• _TASK_: All that is wanted is the span of lines from the one with "pub fn render_activation(phone: &str, status: &ActivationStatus)" to the last line of the data, copied exactly.

• _INFORMATION SHOWN_:
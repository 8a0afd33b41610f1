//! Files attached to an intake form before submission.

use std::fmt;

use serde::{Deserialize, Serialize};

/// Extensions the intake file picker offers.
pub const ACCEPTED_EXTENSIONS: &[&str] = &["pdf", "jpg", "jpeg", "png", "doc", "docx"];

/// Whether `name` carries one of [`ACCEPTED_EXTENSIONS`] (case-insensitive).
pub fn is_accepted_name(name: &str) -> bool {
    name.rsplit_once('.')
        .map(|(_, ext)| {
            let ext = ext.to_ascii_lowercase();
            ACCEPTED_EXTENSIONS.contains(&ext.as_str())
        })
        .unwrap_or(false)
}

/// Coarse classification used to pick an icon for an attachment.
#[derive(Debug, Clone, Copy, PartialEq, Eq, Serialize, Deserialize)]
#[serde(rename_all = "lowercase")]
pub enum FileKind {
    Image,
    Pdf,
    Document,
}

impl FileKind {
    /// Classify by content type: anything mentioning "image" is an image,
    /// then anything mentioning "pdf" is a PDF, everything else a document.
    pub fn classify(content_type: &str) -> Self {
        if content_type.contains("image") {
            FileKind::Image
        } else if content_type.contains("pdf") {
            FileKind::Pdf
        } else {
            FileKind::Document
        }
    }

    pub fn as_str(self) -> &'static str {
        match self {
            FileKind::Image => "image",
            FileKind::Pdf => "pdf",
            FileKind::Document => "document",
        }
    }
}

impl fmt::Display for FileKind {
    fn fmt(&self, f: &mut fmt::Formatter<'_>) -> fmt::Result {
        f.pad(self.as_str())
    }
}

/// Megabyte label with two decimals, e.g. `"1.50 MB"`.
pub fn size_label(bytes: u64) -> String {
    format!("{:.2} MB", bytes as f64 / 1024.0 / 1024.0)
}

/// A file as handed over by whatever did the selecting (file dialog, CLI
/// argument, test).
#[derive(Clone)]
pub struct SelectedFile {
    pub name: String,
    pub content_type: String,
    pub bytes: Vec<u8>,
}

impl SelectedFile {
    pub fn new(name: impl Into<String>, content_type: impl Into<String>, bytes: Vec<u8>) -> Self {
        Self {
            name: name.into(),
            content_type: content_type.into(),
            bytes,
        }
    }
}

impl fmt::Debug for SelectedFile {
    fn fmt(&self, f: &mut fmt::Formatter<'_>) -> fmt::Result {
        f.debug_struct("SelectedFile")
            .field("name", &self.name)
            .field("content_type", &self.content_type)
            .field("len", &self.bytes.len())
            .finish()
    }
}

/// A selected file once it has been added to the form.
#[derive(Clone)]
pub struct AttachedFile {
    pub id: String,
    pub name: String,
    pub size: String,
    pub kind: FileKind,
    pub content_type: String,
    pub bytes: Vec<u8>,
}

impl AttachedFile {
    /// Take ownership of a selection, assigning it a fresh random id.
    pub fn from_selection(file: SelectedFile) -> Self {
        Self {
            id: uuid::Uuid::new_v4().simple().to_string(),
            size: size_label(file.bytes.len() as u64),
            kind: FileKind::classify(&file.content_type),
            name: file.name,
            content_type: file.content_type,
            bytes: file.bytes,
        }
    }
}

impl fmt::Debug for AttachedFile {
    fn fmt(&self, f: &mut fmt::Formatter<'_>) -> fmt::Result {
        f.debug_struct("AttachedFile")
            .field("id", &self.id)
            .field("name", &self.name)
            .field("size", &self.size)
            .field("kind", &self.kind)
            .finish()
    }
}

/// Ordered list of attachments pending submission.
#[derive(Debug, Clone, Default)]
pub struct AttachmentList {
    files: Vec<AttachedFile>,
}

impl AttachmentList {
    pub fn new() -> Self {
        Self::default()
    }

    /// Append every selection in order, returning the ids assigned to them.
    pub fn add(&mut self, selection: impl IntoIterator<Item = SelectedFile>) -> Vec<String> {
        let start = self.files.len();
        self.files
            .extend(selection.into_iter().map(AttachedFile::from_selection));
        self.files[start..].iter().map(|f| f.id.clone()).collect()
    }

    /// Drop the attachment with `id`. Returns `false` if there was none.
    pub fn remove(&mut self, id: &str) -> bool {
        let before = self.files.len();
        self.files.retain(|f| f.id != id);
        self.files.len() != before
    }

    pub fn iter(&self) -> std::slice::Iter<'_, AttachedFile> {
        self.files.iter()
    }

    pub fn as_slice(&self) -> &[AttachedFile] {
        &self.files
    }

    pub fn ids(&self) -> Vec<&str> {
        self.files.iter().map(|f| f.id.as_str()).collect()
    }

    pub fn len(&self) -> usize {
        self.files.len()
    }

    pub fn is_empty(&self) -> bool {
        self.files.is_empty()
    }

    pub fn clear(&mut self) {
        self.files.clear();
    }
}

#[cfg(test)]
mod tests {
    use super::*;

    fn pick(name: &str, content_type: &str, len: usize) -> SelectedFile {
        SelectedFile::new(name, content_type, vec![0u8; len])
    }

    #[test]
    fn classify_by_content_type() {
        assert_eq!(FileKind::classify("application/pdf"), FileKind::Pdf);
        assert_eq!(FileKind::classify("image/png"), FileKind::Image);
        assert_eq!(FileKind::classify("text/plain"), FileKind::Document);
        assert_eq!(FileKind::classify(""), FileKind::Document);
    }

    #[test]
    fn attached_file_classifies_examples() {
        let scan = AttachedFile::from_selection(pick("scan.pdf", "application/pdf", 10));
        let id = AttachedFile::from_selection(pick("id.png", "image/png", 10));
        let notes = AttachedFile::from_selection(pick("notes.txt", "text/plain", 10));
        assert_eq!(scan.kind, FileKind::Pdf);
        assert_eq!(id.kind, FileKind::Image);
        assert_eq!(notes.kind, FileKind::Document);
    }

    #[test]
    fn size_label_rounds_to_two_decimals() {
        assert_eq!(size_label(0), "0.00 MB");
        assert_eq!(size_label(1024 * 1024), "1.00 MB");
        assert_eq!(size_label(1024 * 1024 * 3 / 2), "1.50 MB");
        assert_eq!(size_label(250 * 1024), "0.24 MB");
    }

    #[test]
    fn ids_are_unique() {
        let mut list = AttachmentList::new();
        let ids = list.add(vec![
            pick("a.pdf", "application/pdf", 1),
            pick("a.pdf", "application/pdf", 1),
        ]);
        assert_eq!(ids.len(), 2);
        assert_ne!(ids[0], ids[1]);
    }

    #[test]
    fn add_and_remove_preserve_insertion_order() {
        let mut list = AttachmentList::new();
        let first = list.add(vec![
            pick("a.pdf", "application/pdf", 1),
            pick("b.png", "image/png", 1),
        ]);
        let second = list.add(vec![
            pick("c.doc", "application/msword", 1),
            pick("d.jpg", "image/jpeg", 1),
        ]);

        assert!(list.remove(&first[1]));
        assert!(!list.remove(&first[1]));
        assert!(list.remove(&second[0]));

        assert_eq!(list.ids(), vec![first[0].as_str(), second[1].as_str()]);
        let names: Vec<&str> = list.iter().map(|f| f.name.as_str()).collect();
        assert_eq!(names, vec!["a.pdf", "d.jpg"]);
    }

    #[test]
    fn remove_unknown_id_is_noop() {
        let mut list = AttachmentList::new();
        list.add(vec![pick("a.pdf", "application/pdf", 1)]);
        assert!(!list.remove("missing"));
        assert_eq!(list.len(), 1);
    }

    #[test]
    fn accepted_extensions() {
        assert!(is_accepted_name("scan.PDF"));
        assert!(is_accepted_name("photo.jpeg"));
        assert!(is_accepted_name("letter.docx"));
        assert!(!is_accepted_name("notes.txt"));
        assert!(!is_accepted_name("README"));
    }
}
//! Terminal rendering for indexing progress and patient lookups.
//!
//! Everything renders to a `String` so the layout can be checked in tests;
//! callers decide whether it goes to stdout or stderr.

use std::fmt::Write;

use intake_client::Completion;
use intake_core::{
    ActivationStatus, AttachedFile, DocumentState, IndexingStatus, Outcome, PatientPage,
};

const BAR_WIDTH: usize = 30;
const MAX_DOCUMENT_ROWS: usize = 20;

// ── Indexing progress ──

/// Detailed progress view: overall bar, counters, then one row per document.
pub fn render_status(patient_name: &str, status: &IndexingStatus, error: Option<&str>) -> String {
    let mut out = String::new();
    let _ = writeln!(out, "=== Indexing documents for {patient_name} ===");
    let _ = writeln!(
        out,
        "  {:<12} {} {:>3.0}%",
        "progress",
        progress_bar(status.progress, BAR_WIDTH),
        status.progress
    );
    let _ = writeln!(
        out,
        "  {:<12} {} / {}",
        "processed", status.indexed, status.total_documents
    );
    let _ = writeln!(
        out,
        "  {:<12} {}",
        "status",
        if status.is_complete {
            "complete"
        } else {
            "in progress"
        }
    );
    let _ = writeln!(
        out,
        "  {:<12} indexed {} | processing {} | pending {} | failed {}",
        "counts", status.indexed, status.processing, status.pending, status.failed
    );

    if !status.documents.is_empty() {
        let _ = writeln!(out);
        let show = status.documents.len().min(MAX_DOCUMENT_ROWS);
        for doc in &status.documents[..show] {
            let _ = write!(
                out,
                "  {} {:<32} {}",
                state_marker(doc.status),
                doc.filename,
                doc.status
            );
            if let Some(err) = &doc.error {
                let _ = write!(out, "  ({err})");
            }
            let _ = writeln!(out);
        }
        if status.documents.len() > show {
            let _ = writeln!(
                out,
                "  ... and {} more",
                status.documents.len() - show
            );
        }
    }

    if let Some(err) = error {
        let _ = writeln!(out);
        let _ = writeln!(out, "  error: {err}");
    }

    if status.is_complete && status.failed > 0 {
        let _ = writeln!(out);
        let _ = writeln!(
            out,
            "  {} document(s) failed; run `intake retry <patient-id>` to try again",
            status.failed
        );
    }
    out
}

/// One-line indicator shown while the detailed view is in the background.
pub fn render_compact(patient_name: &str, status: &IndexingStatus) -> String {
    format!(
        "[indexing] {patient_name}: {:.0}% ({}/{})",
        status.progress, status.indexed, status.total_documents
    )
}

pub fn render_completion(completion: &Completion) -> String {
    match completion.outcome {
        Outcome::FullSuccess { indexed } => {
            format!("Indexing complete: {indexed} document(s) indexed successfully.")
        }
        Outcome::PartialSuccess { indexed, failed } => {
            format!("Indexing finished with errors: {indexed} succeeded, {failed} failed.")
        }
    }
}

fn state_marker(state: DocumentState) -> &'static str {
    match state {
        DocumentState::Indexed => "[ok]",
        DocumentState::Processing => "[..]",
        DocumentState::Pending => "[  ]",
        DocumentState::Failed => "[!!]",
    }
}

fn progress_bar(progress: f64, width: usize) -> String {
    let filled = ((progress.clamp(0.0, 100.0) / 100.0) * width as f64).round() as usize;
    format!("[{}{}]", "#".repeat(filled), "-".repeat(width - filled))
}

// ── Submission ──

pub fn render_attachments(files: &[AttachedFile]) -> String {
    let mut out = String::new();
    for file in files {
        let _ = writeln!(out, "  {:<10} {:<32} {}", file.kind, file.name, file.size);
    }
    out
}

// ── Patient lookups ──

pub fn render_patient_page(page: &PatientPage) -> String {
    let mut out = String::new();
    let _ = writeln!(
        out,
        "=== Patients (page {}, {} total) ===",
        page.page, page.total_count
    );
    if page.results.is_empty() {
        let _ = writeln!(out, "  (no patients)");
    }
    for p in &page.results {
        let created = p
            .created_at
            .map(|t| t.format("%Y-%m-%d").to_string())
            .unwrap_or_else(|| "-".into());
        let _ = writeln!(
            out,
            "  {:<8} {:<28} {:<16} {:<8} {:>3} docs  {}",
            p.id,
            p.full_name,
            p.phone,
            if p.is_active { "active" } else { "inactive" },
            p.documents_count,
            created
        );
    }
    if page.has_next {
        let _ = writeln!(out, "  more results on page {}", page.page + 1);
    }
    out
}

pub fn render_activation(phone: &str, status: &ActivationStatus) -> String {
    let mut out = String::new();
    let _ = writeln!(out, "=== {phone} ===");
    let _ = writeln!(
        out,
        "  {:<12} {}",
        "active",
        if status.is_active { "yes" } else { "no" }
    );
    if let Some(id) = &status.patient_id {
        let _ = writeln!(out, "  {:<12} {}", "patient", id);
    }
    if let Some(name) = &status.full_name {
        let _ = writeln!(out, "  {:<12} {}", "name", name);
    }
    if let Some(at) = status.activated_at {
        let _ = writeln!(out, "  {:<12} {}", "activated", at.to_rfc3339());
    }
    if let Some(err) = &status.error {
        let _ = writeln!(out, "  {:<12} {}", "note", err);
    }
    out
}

• _RESPONSE TO THE EXERCISE_:
pub fn render_activation(phone: &str, status: &ActivationStatus) -> String {
    let mut out = String::new();
    let _ = writeln!(out, "=== {phone} ===");
    let _ = writeln!(
        out,
        "  {:<12} {}",
        "active",
        if status.is_active { "yes" } else { "no" }
    );
    if let Some(id) = &status.patient_id {
        let _ = writeln!(out, "  {:<12} {}", "patient", id);
    }
    if let Some(name) = &status.full_name {
        let _ = writeln!(out, "  {:<12} {}", "name", name);
    }
    if let Some(at) = status.activated_at {
        let _ = writeln!(out, "  {:<12} {}", "activated", at.to_rfc3339());
    }
    if let Some(err) = &status.error {
        let _ = writeln!(out, "  {:<12} {}", "note", err);
    }
    out
}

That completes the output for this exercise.